A cegonha vai além do imaginário popular como símbolo de fertilidade. Além de associadas ao nascimento, as cegonhas são aves migratórias, elegantes e cuidadosas com os filhotes, presentes em várias regiões do mundo.
O gênero Ciconia reúne seis das sete espécies vivas. A cegonha maguari ocorre na América do Sul; as demais são principalmente europeias. Fósseis indicam que Ciconia já ocupou maiores áreas nas Américas tropicais.
O grupo foi definido pelo zoólogo Brisson em 1760, com a cegonha-branca como espécie-tipo. O termo Ciconia vem do latim, registrado em textos de Horácio e Ovídio.
Elas costumam formar pares estáveis ao longo da vida e constroem ninhos grandes, de gravetos, em árvores. Algumas espécies nidificam em penhascos ou no chão.
Cada exemplar pode medir cerca de 1 metro de altura e pesar cerca de 3 kg, com habitat variado e padrões migratórios bem definidos.
Não possuem siringe, o que impede voz melodiosa. Em vez disso, emitem sons ao bater o bico, prática conhecida como gloterar.
As cegonhas ocupam campos abertos, margens de lagos, áreas pantanosas, prados húmidos, várzeas, pastagens e até cidades. Alimentam-se de pequenos vertebrados, rãs, insetos, peixes e lagartos.
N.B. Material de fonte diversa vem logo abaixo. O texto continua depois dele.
#[cfg(test)]
mod tests {
    use super::*;
    use crate::app::services::products::tests::new_product;
    use crate::app::services::suppliers::tests::new_supplier;
    use inventaris_core::{Money, ProductId};

    fn item(product_id: ProductId, quantity: i64, unit_price: i64) -> OrderLineInput {
        OrderLineInput {
            product_id,
            quantity,
            unit_price: Money::from_minor(unit_price),
        }
    }

    fn order_for(supplier_id: Option<SupplierId>, items: Vec<OrderLineInput>) -> CreatePurchaseOrder {
        CreatePurchaseOrder {
            po_number: None,
            supplier_id,
            supplier_name: None,
            order_date: None,
            expected_delivery: None,
            notes: None,
            items,
        }
    }

    #[tokio::test]
    async fn create_copies_names_and_generates_number() {
        let services = AppServices::in_memory();
        let supplier = services.create_supplier(new_supplier("Acme")).await.unwrap();
        let paper = services
            .create_product(new_product("Paper", "Office", 0), None, None)
            .await
            .unwrap();

        let order = services
            .create_purchase_order(order_for(
                Some(supplier.id_typed()),
                vec![item(paper.id_typed(), 10, 4_500)],
            ))
            .await
            .unwrap();
        assert!(order.po_number().starts_with("PO-"));
        assert_eq!(order.supplier_name(), Some("Acme"));
        assert_eq!(order.lines()[0].product_name, "Paper");
        assert_eq!(order.total_amount(), Money::from_minor(45_000));
        assert_eq!(order.status(), PurchaseOrderStatus::Pending);
    }

    #[tokio::test]
    async fn unknown_supplier_or_product_is_not_found() {
        let services = AppServices::in_memory();
        let paper = services
            .create_product(new_product("Paper", "Office", 0), None, None)
            .await
            .unwrap();

        let err = services
            .create_purchase_order(order_for(
                Some(SupplierId::new()),
                vec![item(paper.id_typed(), 1, 100)],
            ))
            .await
            .unwrap_err();
        assert!(matches!(err, ServiceError::NotFound("supplier")));

        let mut input = order_for(None, vec![item(ProductId::new(), 1, 100)]);
        input.supplier_name = Some("Walk-in".into());
        let err = services.create_purchase_order(input).await.unwrap_err();
        assert!(matches!(err, ServiceError::NotFound("product")));
    }

    #[tokio::test]
    async fn receive_books_inbound_stock_per_line() {
        let services = AppServices::in_memory();
        let supplier = services.create_supplier(new_supplier("Acme")).await.unwrap();
        let paper = services
            .create_product(new_product("Paper", "Office", 2), None, None)
            .await
            .unwrap();
        let order = services
            .create_purchase_order(order_for(
                Some(supplier.id_typed()),
                vec![item(paper.id_typed(), 10, 4_500)],
            ))
            .await
            .unwrap();

        let err = services
            .receive_purchase_order(order.id_typed(), None)
            .await
            .unwrap_err();
        assert!(matches!(err, ServiceError::Domain(DomainError::InvariantViolation(_))));

        services.approve_purchase_order(order.id_typed()).await.unwrap();
        let receipt = services
            .receive_purchase_order(order.id_typed(), Some("carol".into()))
            .await
            .unwrap();
        assert_eq!(receipt.order.status(), PurchaseOrderStatus::Received);

        let tx = &receipt.transactions[0];
        assert_eq!((tx.old_stock, tx.new_stock), (2, 12));
        assert_eq!(tx.reason, format!("Stock received from PO: {}", order.po_number()));
        assert_eq!(tx.reference.as_deref(), Some(order.po_number()));
        assert_eq!(tx.unit_price, Some(Money::from_minor(4_500)));

        let stock = services.get_product(paper.id_typed()).await.unwrap().product.stock();
        assert_eq!(stock, 12);

        let err = services
            .cancel_purchase_order(order.id_typed())
            .await
            .unwrap_err();
        assert!(matches!(err, ServiceError::Domain(DomainError::InvariantViolation(_))));
    }

    #[tokio::test]
    async fn only_pending_orders_can_be_edited_or_deleted() {
        let services = AppServices::in_memory();
        let paper = services
            .create_product(new_product("Paper", "Office", 0), None, None)
            .await
            .unwrap();
        let mut input = order_for(None, vec![item(paper.id_typed(), 1, 100)]);
        input.supplier_name = Some("Walk-in".into());
        let order = services.create_purchase_order(input).await.unwrap();

        let updated = services
            .update_purchase_order(
                order.id_typed(),
                UpdatePurchaseOrder {
                    items: Some(vec![item(paper.id_typed(), 3, 200)]),
                    ..UpdatePurchaseOrder::default()
                },
            )
            .await
            .unwrap();
        assert_eq!(updated.total_amount(), Money::from_minor(600));

        services.approve_purchase_order(order.id_typed()).await.unwrap();
        assert!(services.delete_purchase_order(order.id_typed()).await.is_err());
        assert!(services
            .update_purchase_order(order.id_typed(), UpdatePurchaseOrder::default())
            .await
            .is_err());
    }

    #[tokio::test]
    async fn duplicate_po_number_is_a_conflict() {
        let services = AppServices::in_memory();
        let paper = services
            .create_product(new_product("Paper", "Office", 0), None, None)
            .await
            .unwrap();
        let mut input = order_for(None, vec![item(paper.id_typed(), 1, 100)]);
        input.supplier_name = Some("Walk-in".into());
        input.po_number = Some("PO-FIXED".into());
        services.create_purchase_order(input.clone()).await.unwrap();

        let err = services.create_purchase_order(input).await.unwrap_err();
        assert!(matches!(err, ServiceError::Domain(DomainError::Conflict(_))));
    }
}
Specíes migratórias, como cegonha-branca e cegonha-preta, utilizam correntes de ar quente para voos longos. As crias saem da casca na primavera e são protegidas pela mãe durante as primeiras chuvas.
A postura varia entre 3 e 5 ovos, com incubação de 20 a 30 dias. As crias são frágeis e cobertas por penugem, exigindo proteção parental.
Mitologia e símbolos
A lenda da cegonha ganhou força na Escandinávia, explicando o nascimento de bebês pela ave. Ao longo do tempo, a cegonha tornou-se símbolo de fertilidade, família e piedade.
Na Roma antiga, a Lex Ciconaria incentivava crianças a cuidarem dos idosos, associando a cegonha a valores familiares. Em várias culturas, o animal representa fidelidade e casamento monogâmico.
A presença da cegonha na casa, com ninhos próximos às chaminés, reforça essa imagem de constância e cuidado. A lenda ganhou popularidade mundial no século XIX, graças a Hans Christian Andersen.
Distribuição e referências culturais
Em Portugal, as cegonhas são comuns na região central e tornaram-se parte da paisagem local. No Extremo Oriente, a ave é associada à imortalidade, enquanto na Romênia havia a ideia de que crianças amadas nasceriam com a ajuda da cegonha.
Existem diversas espécies, entre elas a cegonha-branca, a cegonha-preta, a cegonha-maguari, a cegonha-episcopal e a cegonha-bico-de-sapato. Algumas espécies podem superar um metro de altura.